> [WORK ORDER]
In the records below, which lines include "unwrap"? Copy them.
SOURCE MATERIAL START
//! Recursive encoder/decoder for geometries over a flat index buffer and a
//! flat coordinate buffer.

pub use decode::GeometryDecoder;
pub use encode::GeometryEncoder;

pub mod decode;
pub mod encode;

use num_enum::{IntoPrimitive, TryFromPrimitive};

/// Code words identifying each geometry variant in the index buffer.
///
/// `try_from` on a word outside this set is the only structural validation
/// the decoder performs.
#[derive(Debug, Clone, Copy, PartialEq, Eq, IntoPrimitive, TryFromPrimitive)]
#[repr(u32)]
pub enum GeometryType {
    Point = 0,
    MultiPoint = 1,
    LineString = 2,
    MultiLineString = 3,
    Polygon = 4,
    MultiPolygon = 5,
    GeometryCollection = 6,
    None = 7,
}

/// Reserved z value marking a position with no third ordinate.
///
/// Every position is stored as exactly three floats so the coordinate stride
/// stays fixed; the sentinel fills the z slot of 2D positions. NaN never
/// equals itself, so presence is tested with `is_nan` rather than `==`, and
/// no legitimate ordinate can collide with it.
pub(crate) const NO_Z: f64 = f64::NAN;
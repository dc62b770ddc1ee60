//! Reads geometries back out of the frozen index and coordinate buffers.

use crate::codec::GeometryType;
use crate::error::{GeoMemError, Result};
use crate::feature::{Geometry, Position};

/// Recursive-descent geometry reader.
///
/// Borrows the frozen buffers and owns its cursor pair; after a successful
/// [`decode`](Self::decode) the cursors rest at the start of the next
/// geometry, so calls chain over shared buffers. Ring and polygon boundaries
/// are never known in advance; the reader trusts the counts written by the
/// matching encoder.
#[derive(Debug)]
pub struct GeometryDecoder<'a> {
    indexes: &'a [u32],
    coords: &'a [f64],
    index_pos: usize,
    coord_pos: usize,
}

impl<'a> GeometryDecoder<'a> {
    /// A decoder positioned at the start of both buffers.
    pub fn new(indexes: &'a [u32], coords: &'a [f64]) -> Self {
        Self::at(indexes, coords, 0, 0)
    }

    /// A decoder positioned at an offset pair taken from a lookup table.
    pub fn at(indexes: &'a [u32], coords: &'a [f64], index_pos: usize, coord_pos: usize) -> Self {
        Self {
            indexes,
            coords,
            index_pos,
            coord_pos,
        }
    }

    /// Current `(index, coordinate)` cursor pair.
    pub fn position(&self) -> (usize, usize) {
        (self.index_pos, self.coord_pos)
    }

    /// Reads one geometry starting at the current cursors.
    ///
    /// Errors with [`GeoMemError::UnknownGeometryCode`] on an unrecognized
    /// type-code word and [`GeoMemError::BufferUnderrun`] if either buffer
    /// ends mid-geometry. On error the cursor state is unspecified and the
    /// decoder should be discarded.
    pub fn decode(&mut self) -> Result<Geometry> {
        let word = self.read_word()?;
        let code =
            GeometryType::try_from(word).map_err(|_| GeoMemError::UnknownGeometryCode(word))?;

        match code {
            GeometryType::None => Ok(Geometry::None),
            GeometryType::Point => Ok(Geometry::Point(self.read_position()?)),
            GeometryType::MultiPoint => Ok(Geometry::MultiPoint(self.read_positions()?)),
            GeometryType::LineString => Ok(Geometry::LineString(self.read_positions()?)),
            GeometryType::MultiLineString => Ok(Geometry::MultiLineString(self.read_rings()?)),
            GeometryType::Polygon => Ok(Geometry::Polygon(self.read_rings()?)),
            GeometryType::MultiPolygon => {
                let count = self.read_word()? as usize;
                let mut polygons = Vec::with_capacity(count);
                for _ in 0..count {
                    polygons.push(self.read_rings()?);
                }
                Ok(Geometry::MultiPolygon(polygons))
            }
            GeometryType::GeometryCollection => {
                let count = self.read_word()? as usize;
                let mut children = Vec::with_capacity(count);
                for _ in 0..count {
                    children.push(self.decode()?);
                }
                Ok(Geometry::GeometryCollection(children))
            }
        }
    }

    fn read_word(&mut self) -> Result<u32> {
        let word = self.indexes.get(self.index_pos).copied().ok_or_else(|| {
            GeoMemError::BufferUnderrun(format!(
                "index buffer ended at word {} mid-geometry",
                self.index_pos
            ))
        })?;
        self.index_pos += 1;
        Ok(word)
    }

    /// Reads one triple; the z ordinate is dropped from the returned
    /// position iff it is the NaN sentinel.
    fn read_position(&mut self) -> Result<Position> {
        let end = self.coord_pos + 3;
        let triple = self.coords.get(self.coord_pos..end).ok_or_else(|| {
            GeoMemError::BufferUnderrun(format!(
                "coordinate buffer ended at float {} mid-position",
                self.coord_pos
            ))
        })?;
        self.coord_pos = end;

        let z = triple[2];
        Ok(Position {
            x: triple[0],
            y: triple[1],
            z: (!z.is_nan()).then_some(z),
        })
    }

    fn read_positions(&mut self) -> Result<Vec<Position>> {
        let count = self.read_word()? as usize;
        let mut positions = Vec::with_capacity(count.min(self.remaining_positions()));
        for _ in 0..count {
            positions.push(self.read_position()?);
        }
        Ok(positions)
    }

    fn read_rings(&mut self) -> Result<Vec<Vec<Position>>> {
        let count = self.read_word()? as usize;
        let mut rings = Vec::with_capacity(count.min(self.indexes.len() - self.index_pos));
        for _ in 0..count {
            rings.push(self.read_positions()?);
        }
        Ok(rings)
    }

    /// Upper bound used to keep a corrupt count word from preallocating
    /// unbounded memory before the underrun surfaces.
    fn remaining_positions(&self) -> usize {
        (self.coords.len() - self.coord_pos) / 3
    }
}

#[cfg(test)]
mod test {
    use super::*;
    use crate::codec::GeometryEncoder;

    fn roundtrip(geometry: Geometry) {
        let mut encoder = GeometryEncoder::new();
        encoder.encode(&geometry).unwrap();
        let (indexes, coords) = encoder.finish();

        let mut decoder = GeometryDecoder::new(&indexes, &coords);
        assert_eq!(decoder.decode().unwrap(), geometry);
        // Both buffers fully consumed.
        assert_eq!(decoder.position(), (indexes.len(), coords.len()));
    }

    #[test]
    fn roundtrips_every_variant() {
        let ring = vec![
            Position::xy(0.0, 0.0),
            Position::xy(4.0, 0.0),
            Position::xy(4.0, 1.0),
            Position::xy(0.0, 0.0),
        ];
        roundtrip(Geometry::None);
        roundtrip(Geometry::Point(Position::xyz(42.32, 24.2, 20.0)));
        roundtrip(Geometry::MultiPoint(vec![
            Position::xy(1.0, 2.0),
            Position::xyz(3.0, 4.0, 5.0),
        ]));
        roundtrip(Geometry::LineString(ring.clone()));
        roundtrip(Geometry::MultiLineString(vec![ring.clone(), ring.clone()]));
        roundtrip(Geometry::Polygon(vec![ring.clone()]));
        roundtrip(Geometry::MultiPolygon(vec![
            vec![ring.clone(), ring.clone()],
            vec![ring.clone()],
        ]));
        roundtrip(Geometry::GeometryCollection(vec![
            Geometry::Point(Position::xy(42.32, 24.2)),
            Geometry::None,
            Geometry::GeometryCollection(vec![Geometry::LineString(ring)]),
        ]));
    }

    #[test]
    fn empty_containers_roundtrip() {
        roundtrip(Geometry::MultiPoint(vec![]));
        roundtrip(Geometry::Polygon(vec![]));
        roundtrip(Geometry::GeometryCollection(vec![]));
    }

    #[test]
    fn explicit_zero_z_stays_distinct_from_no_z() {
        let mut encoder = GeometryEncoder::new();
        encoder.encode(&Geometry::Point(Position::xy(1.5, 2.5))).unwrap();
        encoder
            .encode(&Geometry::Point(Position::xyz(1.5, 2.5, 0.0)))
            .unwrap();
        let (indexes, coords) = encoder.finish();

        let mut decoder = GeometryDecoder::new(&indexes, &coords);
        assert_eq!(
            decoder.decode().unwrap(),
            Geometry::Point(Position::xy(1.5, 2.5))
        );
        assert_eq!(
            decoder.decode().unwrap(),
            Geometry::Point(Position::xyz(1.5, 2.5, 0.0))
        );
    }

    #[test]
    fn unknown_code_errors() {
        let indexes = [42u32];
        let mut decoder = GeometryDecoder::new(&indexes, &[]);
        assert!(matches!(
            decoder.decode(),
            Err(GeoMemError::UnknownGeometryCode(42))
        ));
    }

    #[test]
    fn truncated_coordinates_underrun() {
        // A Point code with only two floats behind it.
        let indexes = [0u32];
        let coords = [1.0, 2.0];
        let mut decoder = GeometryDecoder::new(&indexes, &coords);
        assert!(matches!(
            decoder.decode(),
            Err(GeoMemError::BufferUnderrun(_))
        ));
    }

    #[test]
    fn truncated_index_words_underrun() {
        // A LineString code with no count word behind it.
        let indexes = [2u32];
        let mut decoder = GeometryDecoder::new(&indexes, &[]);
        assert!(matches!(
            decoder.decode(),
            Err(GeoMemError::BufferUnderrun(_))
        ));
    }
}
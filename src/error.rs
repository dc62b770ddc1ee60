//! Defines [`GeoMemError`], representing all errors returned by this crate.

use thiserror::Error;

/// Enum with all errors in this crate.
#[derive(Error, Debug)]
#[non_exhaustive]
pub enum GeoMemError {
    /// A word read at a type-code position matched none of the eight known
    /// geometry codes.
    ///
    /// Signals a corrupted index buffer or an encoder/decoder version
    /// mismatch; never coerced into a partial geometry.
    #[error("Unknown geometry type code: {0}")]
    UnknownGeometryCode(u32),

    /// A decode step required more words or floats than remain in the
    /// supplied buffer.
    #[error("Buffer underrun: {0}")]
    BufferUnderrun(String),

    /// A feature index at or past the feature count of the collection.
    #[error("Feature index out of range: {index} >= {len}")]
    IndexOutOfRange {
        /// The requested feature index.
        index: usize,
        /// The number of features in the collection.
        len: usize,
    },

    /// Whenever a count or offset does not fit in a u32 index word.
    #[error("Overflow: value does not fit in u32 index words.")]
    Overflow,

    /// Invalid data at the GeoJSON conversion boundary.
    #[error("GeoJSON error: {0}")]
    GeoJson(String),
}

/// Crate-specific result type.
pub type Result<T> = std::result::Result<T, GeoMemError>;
SOURCE MATERIAL END
> [OUTPUT OF THE TASK]
        encoder.encode(&geometry).unwrap();
        assert_eq!(decoder.decode().unwrap(), geometry);
        encoder.encode(&Geometry::Point(Position::xy(1.5, 2.5))).unwrap();
            .unwrap();
            decoder.decode().unwrap(),
            decoder.decode().unwrap(),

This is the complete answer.